DETAILED DESCRIPTION
[0011] The present application is directed to methods of treating a
spinal deformity. FIG. 1 schematically illustrates the steps for
treatment that include initial testing of the spinal segment (step
100). This step may include the broad issues of the type of
corrective implant, as well as specific issues including placement
of the implant and the extent of forces the implant applies to the
spinal segment. A second step (step 200) includes attachment of the
implant to the spinal segment. This step may also include
additional testing to ensure the use of the proper implant and
forces or any adjustment to the implant. The second step is
generally referred to as intervention because this begins the
process of correcting the spinal deformity. A third step (step 300)
may include monitoring the implant to determine the extent of
correction of the spinal deformity. Monitoring may also include
testing the health of the vertebral members and intervertebral
discs. A final step (step 400) includes changing one or more
aspects of the implant when necessary to ensure that correction is
occurring and the vertebral members remain healthy.

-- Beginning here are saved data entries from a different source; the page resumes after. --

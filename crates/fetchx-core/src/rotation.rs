//! Provider rotation: round-robin over the catalog's fixed order.
//!
//! Skips providers that are exhausted or cannot serve the job's media type,
//! and marks a provider exhausted as soon as its cursor crosses a hard cap,
//! before any request is made for it.

use crate::job::JobState;
use crate::provider::{CatalogEntry, Provider, ProviderCatalog};

/// Every provider is exhausted or unsupported for this job.
#[derive(Debug, Clone, Copy, PartialEq, Eq, thiserror::Error)]
#[error("no eligible provider")]
pub struct NoEligibleProvider;

#[derive(Debug, Clone, Copy)]
pub struct RotationScheduler<'a> {
    catalog: &'a ProviderCatalog,
}

impl<'a> RotationScheduler<'a> {
    pub fn new(catalog: &'a ProviderCatalog) -> Self {
        Self { catalog }
    }

    /// First eligible provider at or after the job's cursor; the cursor is
    /// moved onto it. Call [`advance`](Self::advance) once it has been served.
    pub fn next(&self, job: &mut JobState) -> Result<Provider, NoEligibleProvider> {
        let n = self.catalog.len();
        if n == 0 {
            return Err(NoEligibleProvider);
        }
        let start = job.current_provider_index % n;
        for offset in 0..n {
            let idx = (start + offset) % n;
            let entry = self.catalog.entries()[idx];
            if self.check_eligible(job, &entry) {
                job.current_provider_index = idx;
                return Ok(entry.provider);
            }
        }
        Err(NoEligibleProvider)
    }

    /// Move the cursor past the current provider.
    pub fn advance(&self, job: &mut JobState) {
        let n = self.catalog.len().max(1);
        job.current_provider_index = (job.current_provider_index + 1) % n;
    }

    /// Number of providers one full rotation pass will visit.
    pub fn eligible_count(&self, job: &mut JobState) -> usize {
        self.catalog
            .entries()
            .iter()
            .filter(|entry| self.check_eligible(job, entry))
            .count()
    }

    /// True if the job's cursor for this provider still points below its caps.
    /// Applies the caps as a side effect: a provider past a cap is marked exhausted.
    fn check_eligible(&self, job: &mut JobState, entry: &CatalogEntry) -> bool {
        if !entry.provider.supports(job.media_type) {
            return false;
        }
        let Some(state) = job.providers.get_mut(&entry.provider) else {
            return false;
        };
        if state.exhausted {
            return false;
        }
        if entry.caps.reached(state.page, state.downloaded) {
            tracing::info!(
                provider = %entry.provider,
                page = state.page,
                downloaded = state.downloaded,
                "provider reached its hard cap; marking exhausted"
            );
            state.mark_exhausted();
            return false;
        }
        true
    }
}

#[cfg(test)]
mod tests {
    use super::*;
    use crate::job::JobSpec;
    use crate::provider::ProviderCaps;

    fn job(media: &str, catalog: &ProviderCatalog) -> JobState {
        JobState::new(JobSpec::new("cats", media, 10).unwrap(), catalog)
    }

    #[test]
    fn round_robin_in_declared_order() {
        let catalog = ProviderCatalog::default();
        let sched = RotationScheduler::new(&catalog);
        let mut job = job("images", &catalog);
        let mut seen = Vec::new();
        for _ in 0..4 {
            seen.push(sched.next(&mut job).unwrap());
            sched.advance(&mut job);
        }
        assert_eq!(
            seen,
            vec![Provider::Pexels, Provider::Unsplash, Provider::Pixabay, Provider::Pexels]
        );
    }

    #[test]
    fn next_is_stable_until_advanced() {
        let catalog = ProviderCatalog::default();
        let sched = RotationScheduler::new(&catalog);
        let mut job = job("images", &catalog);
        job.current_provider_index = 2;
        assert_eq!(sched.next(&mut job).unwrap(), Provider::Pixabay);
        assert_eq!(sched.next(&mut job).unwrap(), Provider::Pixabay);
    }

    #[test]
    fn skips_unsupported_and_exhausted() {
        let catalog = ProviderCatalog::default();
        let sched = RotationScheduler::new(&catalog);
        let mut job = job("videos", &catalog);
        job.current_provider_index = 1;
        // Unsplash has no videos.
        assert_eq!(sched.next(&mut job).unwrap(), Provider::Pixabay);
        assert_eq!(job.current_provider_index, 2);
        assert_eq!(sched.eligible_count(&mut job), 2);

        job.providers.get_mut(&Provider::Pixabay).unwrap().mark_exhausted();
        sched.advance(&mut job);
        assert_eq!(sched.next(&mut job).unwrap(), Provider::Pexels);
        assert_eq!(sched.eligible_count(&mut job), 1);
    }

    #[test]
    fn caps_mark_exhausted_before_any_request() {
        let catalog = ProviderCatalog::default();
        let sched = RotationScheduler::new(&catalog);
        let mut job = job("images", &catalog);
        job.providers.get_mut(&Provider::Unsplash).unwrap().page = 126;
        job.providers.get_mut(&Provider::Pixabay).unwrap().downloaded = 500;
        job.total_downloaded = 500;
        job.current_provider_index = 1;

        assert_eq!(sched.next(&mut job).unwrap(), Provider::Pexels);
        assert!(job.providers[&Provider::Unsplash].exhausted);
        assert!(job.providers[&Provider::Pixabay].exhausted);
    }

    #[test]
    fn no_eligible_provider_when_all_exhausted() {
        let catalog = ProviderCatalog::new([Provider::Pexels, Provider::Unsplash])
            .with_caps(Provider::Pexels, ProviderCaps { max_page: Some(1), max_items: None });
        let sched = RotationScheduler::new(&catalog);
        let mut job = job("videos", &catalog);
        job.providers.get_mut(&Provider::Pexels).unwrap().page = 2;
        assert_eq!(sched.next(&mut job), Err(NoEligibleProvider));
        assert_eq!(sched.eligible_count(&mut job), 0);
        // Unsplash is unsupported for videos, never exhausted by the scheduler.
        assert!(job.providers[&Provider::Pexels].exhausted);
        assert!(!job.providers[&Provider::Unsplash].exhausted);
    }
}
//! Asset transfers.
//!
//! A [`TransferFacility`] starts a transfer and later reports completion or
//! interruption on a one-shot channel, or never reports at all. The
//! [`TransferExecutor`] races that report against a hard timeout and applies
//! the shared retry policy.

mod facility;
mod executor;

use std::path::PathBuf;
use tokio::sync::oneshot;

use crate::retry::{Classify, ErrorKind};

pub use facility::{unique_path, CurlTransfers};
pub use executor::{TransferExecutor, TransferOutcome};

pub type TransferId = u64;

/// What the facility does when the destination already exists.
#[derive(Debug, Clone, Copy, PartialEq, Eq, Default)]
pub enum ConflictPolicy {
    /// Pick a fresh name (`name (1).ext`, `name (2).ext`, ...).
    #[default]
    Uniquify,
}

#[derive(Debug, Clone, PartialEq, Eq)]
pub struct TransferRequest {
    pub url: String,
    /// Destination relative to the facility's download root.
    pub destination: PathBuf,
    pub conflict: ConflictPolicy,
}

/// Completion report for one transfer.
#[derive(Debug, Clone, PartialEq, Eq)]
pub enum TransferEvent {
    /// Finished; `path` is where the asset ended up, if the facility knows.
    Completed { path: Option<PathBuf> },
    Interrupted { reason: String },
}

/// A started transfer. `completion` may never resolve.
#[derive(Debug)]
pub struct TransferHandle {
    pub id: TransferId,
    pub completion: oneshot::Receiver<TransferEvent>,
}

#[derive(Debug, Clone, PartialEq, Eq, thiserror::Error)]
pub enum TransferError {
    /// The facility refused to start (bad URL, no capacity, ...).
    #[error("transfer rejected: {0}")]
    Rejected(String),
    #[error("transfer interrupted: {0}")]
    Interrupted(String),
}

impl Classify for TransferError {
    fn kind(&self) -> ErrorKind {
        ErrorKind::Interrupted
    }
}

/// Host download facility.
pub trait TransferFacility: Send + Sync {
    /// Starts a transfer without waiting for it. A synchronous error is a prompt failure.
    fn start(&self, request: TransferRequest) -> Result<TransferHandle, TransferError>;
}
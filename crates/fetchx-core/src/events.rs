//! Outbound job notifications.
//!
//! Fire-and-forget over a broadcast channel: a slow or absent listener loses
//! messages, never correctness, since the store always holds the real state.

use serde::Serialize;
use std::collections::BTreeMap;
use tokio::sync::broadcast;

use crate::job::{DoneReason, JobState, PauseReason, ProviderState};
use crate::provider::Provider;

/// Snapshot of job progress (CLI-friendly).
#[derive(Debug, Clone, PartialEq, Eq, Serialize)]
pub struct ProgressStats {
    pub downloaded: u64,
    pub target: u64,
    pub providers: BTreeMap<Provider, ProviderState>,
}

impl ProgressStats {
    pub fn from_job(job: &JobState) -> Self {
        Self {
            downloaded: job.total_downloaded,
            target: job.target_count,
            providers: job.providers.clone(),
        }
    }

    /// Fraction complete in [0.0, 1.0].
    pub fn fraction(&self) -> f64 {
        if self.target == 0 {
            return 1.0;
        }
        (self.downloaded as f64 / self.target as f64).min(1.0)
    }
}

#[derive(Debug, Clone, PartialEq, Eq, Serialize)]
#[serde(tag = "type", rename_all = "SCREAMING_SNAKE_CASE")]
pub enum JobEvent {
    Progress(ProgressStats),
    Paused { reason: PauseReason },
    Running,
    Done { reason: DoneReason },
}

const CHANNEL_CAPACITY: usize = 64;

/// Cloneable sending half; every clone feeds the same subscribers.
#[derive(Debug, Clone)]
pub struct EventSink {
    tx: broadcast::Sender<JobEvent>,
}

impl Default for EventSink {
    fn default() -> Self {
        Self::new()
    }
}

impl EventSink {
    pub fn new() -> Self {
        let (tx, _rx) = broadcast::channel(CHANNEL_CAPACITY);
        Self { tx }
    }

    pub fn subscribe(&self) -> broadcast::Receiver<JobEvent> {
        self.tx.subscribe()
    }

    pub fn emit(&self, event: JobEvent) {
        // No subscribers is fine.
        let _ = self.tx.send(event);
    }
}
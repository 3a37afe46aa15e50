use crate::cli::commands::render_status;
use fetchx_core::job::{DoneReason, JobSpec, JobState, PauseReason};
use fetchx_core::provider::{Provider, ProviderCatalog};

fn job(media: &str) -> JobState {
    JobState::new(JobSpec::new("cats", media, 4).unwrap(), &ProviderCatalog::default())
}

#[test]
fn status_shows_progress_and_providers() {
    let mut job = job("images");
    job.record_success(Provider::Pexels);
    job.providers.get_mut(&Provider::Pixabay).unwrap().mark_exhausted();
    let out = render_status(&job, Some(42));
    assert!(out.contains("\"cats\" (images)"));
    assert!(out.contains("1/4 (25.0%), 3 to go"));
    assert!(out.lines().any(|l| l.starts_with("UPDATED") && l.ends_with("42s ago")));
    assert!(out.lines().any(|l| l.starts_with("pixabay") && l.ends_with("exhausted")));
    assert!(out.lines().any(|l| l.starts_with("pexels") && l.ends_with("active")));
}

#[test]
fn status_shows_reasons() {
    let mut job = job("videos");
    job.pause(PauseReason::Interrupted);
    assert!(render_status(&job, None).contains("paused (the downloader stopped while the job was running)"));
    assert!(!render_status(&job, None).contains("UPDATED"));
    assert!(render_status(&job, None)
        .lines()
        .any(|l| l.starts_with("unsplash") && l.ends_with("unsupported")));

    job.finish(DoneReason::ProvidersExhausted);
    assert!(render_status(&job, None).contains("done (all providers exhausted)"));
}
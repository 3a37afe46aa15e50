//! CLI for the FetchX bulk downloader.

mod commands;
mod control_socket;

use anyhow::Result;
use clap::{Parser, Subcommand};
use clap_complete::Shell;
use fetchx_core::config;
use fetchx_core::controller::JobController;
use fetchx_core::orchestrator::Orchestrator;
use fetchx_core::store::JobStore;
use std::sync::Arc;

use commands::{run_ack, run_completions, run_man, run_pause, run_resume, run_start, run_status, run_stop};

/// Top-level CLI for FetchX.
#[derive(Debug, Parser)]
#[command(name = "fetchx")]
#[command(about = "FetchX: bulk-download stock images and videos across providers", long_about = None)]
pub struct Cli {
    #[command(subcommand)]
    pub command: CliCommand,
}

#[derive(Debug, Subcommand)]
pub enum CliCommand {
    /// Start a new job and run it in the foreground.
    Start {
        /// Search query sent to every provider.
        query: String,
        /// "images" or "videos"; anything else means images.
        #[arg(long, default_value = "images", value_name = "TYPE")]
        media_type: String,
        /// Number of assets to download.
        #[arg(long, short = 'n', value_name = "N")]
        count: u64,
    },

    /// Pause the active job (signals the process running it, if any).
    Pause,

    /// Resume the paused job in the foreground.
    Resume,

    /// Stop the active job and discard its state. Downloaded files are kept.
    Stop,

    /// Show the active job.
    Status,

    /// Clear a finished job.
    Ack,

    /// Print shell completions to stdout.
    Completions {
        /// Target shell.
        shell: Shell,
    },

    /// Print the man page to stdout.
    Man,
}

impl CliCommand {
    pub async fn run_from_args() -> Result<()> {
        let cli = Cli::parse();

        match cli.command {
            CliCommand::Completions { shell } => return run_completions(shell),
            CliCommand::Man => return run_man(),
            _ => {}
        }

        let cfg = config::load_or_init()?;
        tracing::debug!("loaded config: {:?}", cfg);
        let store = JobStore::open_default().await?;
        let orchestrator = Orchestrator::from_config(&cfg, store)?;
        let controller = Arc::new(JobController::new(Arc::new(orchestrator)));

        match cli.command {
            CliCommand::Start {
                query,
                media_type,
                count,
            } => run_start(controller, &query, &media_type, count).await?,
            CliCommand::Pause => run_pause(&controller).await?,
            CliCommand::Resume => run_resume(controller).await?,
            CliCommand::Stop => run_stop(&controller).await?,
            CliCommand::Status => run_status(&controller).await?,
            CliCommand::Ack => run_ack(&controller).await?,
            CliCommand::Completions { .. } | CliCommand::Man => {}
        }

        Ok(())
    }
}

#[cfg(test)]
mod tests;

[0012] Various types of spinal deformities may be treatable through
medical intervention. FIG. 2 illustrates one embodiment of a
patient's spine that includes a portion of the thoracic region T,
the lumbar region L, and the sacrum S. This spine has a scoliotic
curve with an apex of the curve being offset a distance X from its
correct alignment in the coronal plane. The spine is deformed
laterally so that the axes of the vertebral members 90 are
displaced from the sagittal plane passing through a centerline of
the patient. In the area of the lateral deformity, each of the
vertebral members 90 includes a concave side 90a and a convex side
90b.
[0013] Implants to correct spinal curvatures generally apply a
force over a length of the spine, referred to as the spinal
segment. In one embodiment, the implant is attached to the convex
side 90b of the vertebral members 90. These implants apply a
compressive force to arrest or at least minimize growth on the
convex or "long" side 90b of the spine, thereby allowing the
concave or "short" side 90a of the spine to grow and catch up with
the long side. In another embodiment, the implant may be attached
to the concave side 90a and apply a distractive force to the
vertebral members 90 to facilitate growth of the concave or "short"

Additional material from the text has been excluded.